--- Recorded information ---

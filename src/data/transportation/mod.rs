//! # Transportation problems
//!
//! A set of sources with a finite supply each, a set of destinations with a finite demand each and
//! a cost per unit shipped for every source-destination pair. A solution ships all supply and meets
//! all demand at minimal total cost.
//!
//! Problems are represented in three stages:
//!
//! * `Problem`: the validated instance as it was provided.
//! * `Balanced`: the instance with a dummy node appended such that total supply equals total
//! demand.
//! * `Solution`: the balanced instance together with the final allocation.
use crate::data::number_types::traits::Quantity;
use crate::io::error::InconsistencyError;

pub mod allocation;
pub mod balance;
pub mod solution;

/// A transportation problem as provided by the user.
///
/// Total supply and total demand need not be equal; see `Problem::balance`.
#[derive(Debug, Clone, PartialEq)]
pub struct Problem<F> {
    /// Capacity of each source.
    supply: Vec<F>,
    /// Requirement of each destination.
    demand: Vec<F>,
    /// Cost per unit shipped, indexed by source and then by destination.
    costs: Vec<Vec<F>>,
}

impl<F: Quantity> Problem<F> {
    /// Create a new problem, checking that it is well formed.
    ///
    /// # Arguments
    ///
    /// * `supply`: Capacity per source.
    /// * `demand`: Requirement per destination.
    /// * `costs`: A row of unit costs for each source, each row having a value for each
    /// destination.
    ///
    /// # Errors
    ///
    /// When there are no sources or no destinations, when the cost matrix doesn't match those
    /// dimensions, or when any value is negative (or not comparable to zero at all).
    pub fn new(
        supply: Vec<F>,
        demand: Vec<F>,
        costs: Vec<Vec<F>>,
    ) -> Result<Self, InconsistencyError> {
        if supply.is_empty() {
            return Err(InconsistencyError::new("A problem needs at least one source"));
        }
        if demand.is_empty() {
            return Err(InconsistencyError::new("A problem needs at least one destination"));
        }
        if costs.len() != supply.len() {
            return Err(InconsistencyError::new(format!(
                "Expected a row of costs for each of the {} sources, found {} rows",
                supply.len(), costs.len(),
            )));
        }
        if let Some((i, row)) = costs.iter().enumerate().find(|(_, row)| row.len() != demand.len()) {
            return Err(InconsistencyError::new(format!(
                "Expected {} costs for source {}, found {}",
                demand.len(), i, row.len(),
            )));
        }

        let is_negative = |value: &F| !(value >= &F::zero());
        if let Some(i) = supply.iter().position(is_negative) {
            return Err(InconsistencyError::new(format!("Supply of source {} is negative", i)));
        }
        if let Some(j) = demand.iter().position(is_negative) {
            return Err(InconsistencyError::new(format!("Demand of destination {} is negative", j)));
        }
        for (i, row) in costs.iter().enumerate() {
            if let Some(j) = row.iter().position(is_negative) {
                return Err(InconsistencyError::new(format!(
                    "Cost from source {} to destination {} is negative", i, j,
                )));
            }
        }

        Ok(Self { supply, demand, costs })
    }

    /// Number of sources.
    pub fn nr_sources(&self) -> usize {
        self.supply.len()
    }

    /// Number of destinations.
    pub fn nr_destinations(&self) -> usize {
        self.demand.len()
    }

    /// Capacity per source.
    pub fn supply(&self) -> &[F] {
        &self.supply
    }

    /// Requirement per destination.
    pub fn demand(&self) -> &[F] {
        &self.demand
    }

    /// Cost of shipping a single unit from a source to a destination.
    pub fn cost(&self, source: usize, destination: usize) -> &F {
        debug_assert!(source < self.nr_sources() && destination < self.nr_destinations());

        &self.costs[source][destination]
    }
}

---

__Problem to work on__.
Would you filter the records and copy each line that contains the word "crate"?

__Answer__.
use crate::data::number_types::traits::Quantity;
use crate::io::error::InconsistencyError;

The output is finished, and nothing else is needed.